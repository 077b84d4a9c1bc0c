//! The binary document handed back by a completed run.

use chrono::{DateTime, Utc};
use serde::{Deserialize, Serialize};
use sha2::{Digest, Sha256};

pub const PDF_CONTENT_TYPE: &str = "application/pdf";

/// An immutable binary artifact: bytes plus what a presentation layer
/// needs to expose them (content type, suggested filename).
#[derive(Debug, Clone, PartialEq, Serialize, Deserialize)]
#[serde(rename_all = "camelCase")]
pub struct Artifact {
    /// Suggested filename for downloads
    pub filename: String,

    /// MIME type of the payload
    pub content_type: String,

    /// Size in bytes
    pub size_bytes: u64,

    /// Hex-encoded SHA-256 of the payload
    pub sha256: String,

    /// When the artifact was sealed
    pub created_at: DateTime<Utc>,

    /// Raw payload (base64 on the wire)
    #[serde(with = "base64_bytes")]
    pub bytes: Vec<u8>,
}

impl Artifact {
    /// Create a new artifact
    pub fn new(filename: impl Into<String>, content_type: impl Into<String>, bytes: Vec<u8>) -> Self {
        let sha256 = hex::encode(Sha256::digest(&bytes));
        Self {
            filename: filename.into(),
            content_type: content_type.into(),
            size_bytes: bytes.len() as u64,
            sha256,
            created_at: Utc::now(),
            bytes,
        }
    }

    /// Create a PDF artifact
    pub fn pdf(filename: impl Into<String>, bytes: Vec<u8>) -> Self {
        Self::new(filename, PDF_CONTENT_TYPE, bytes)
    }

    /// Content-addressed reference to this artifact
    pub fn uri(&self) -> String {
        format!("artifact://sha256/{}", self.sha256)
    }

    /// Whether the payload starts with the PDF magic header
    pub fn looks_like_pdf(&self) -> bool {
        self.bytes.starts_with(b"%PDF-")
    }
}

mod base64_bytes {
    use base64::{engine::general_purpose::STANDARD as BASE64, Engine};
    use serde::{Deserialize, Deserializer, Serializer};

    pub fn serialize<S: Serializer>(bytes: &[u8], serializer: S) -> Result<S::Ok, S::Error> {
        serializer.serialize_str(&BASE64.encode(bytes))
    }

    pub fn deserialize<'de, D: Deserializer<'de>>(deserializer: D) -> Result<Vec<u8>, D::Error> {
        let encoded = String::deserialize(deserializer)?;
        BASE64.decode(encoded).map_err(serde::de::Error::custom)
    }
}
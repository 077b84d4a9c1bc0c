//! sentinel - Auditable agreement workflow engine
//!
//! Drives a legal document through render, cloud PDF conversion,
//! optional transforms, simulated signing and archival, keeping an
//! ordered audit ledger correlated by a trace id.
//!
//! # Architecture
//!
//! - Every step appends an [`domain::AuditEvent`] to the project's ledger
//! - The project's status only moves forward (IDLE to COMPLETED) or to ERROR
//! - Remote jobs are polled to a terminal state with a bounded budget
//! - Transforms fail open: a failed watermark or linearize passes the
//!   document through unchanged
//!
//! # Modules
//!
//! - `adapters`: Cloud PDF service client and job polling
//! - `core`: Orchestration (Orchestrator, Transformer, renderer, history)
//! - `domain`: Data structures (Project, AuditEvent, AuditLedger, Artifact)
//! - `config`: Config file and environment resolution
//! - `server`: HTTP API
//! - `cli`: Command-line interface
//!
//! # Usage
//!
//! ```bash
//! # Run a workflow
//! sentinel run NDA --op watermark --signee legal@client.com --output nda.pdf
//!
//! # Serve the HTTP API
//! sentinel serve --port 3001
//! ```

pub mod adapters;
pub mod cli;
pub mod config;
pub mod core;
pub mod domain;
pub mod server;

// Re-export main types at crate root for convenience
pub use adapters::{PdfServiceApi, PdfServicesClient, ServiceError};
pub use core::{Orchestrator, PipelineError, PipelineFailure};
pub use domain::{AuditEvent, AuditLedger, Outcome, Project, ProjectStatus, TransformOp};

(Task to complete) Each line in the listing above from the one containing "artifact was sealed" through the one containing "a new artifact" should be repeated exactly, and no other line.

(Result of this exercise)
    /// When the artifact was sealed
    pub created_at: DateTime<Utc>,

    /// Raw payload (base64 on the wire)
    #[serde(with = "base64_bytes")]
    pub bytes: Vec<u8>,
}

impl Artifact {
    /// Create a new artifact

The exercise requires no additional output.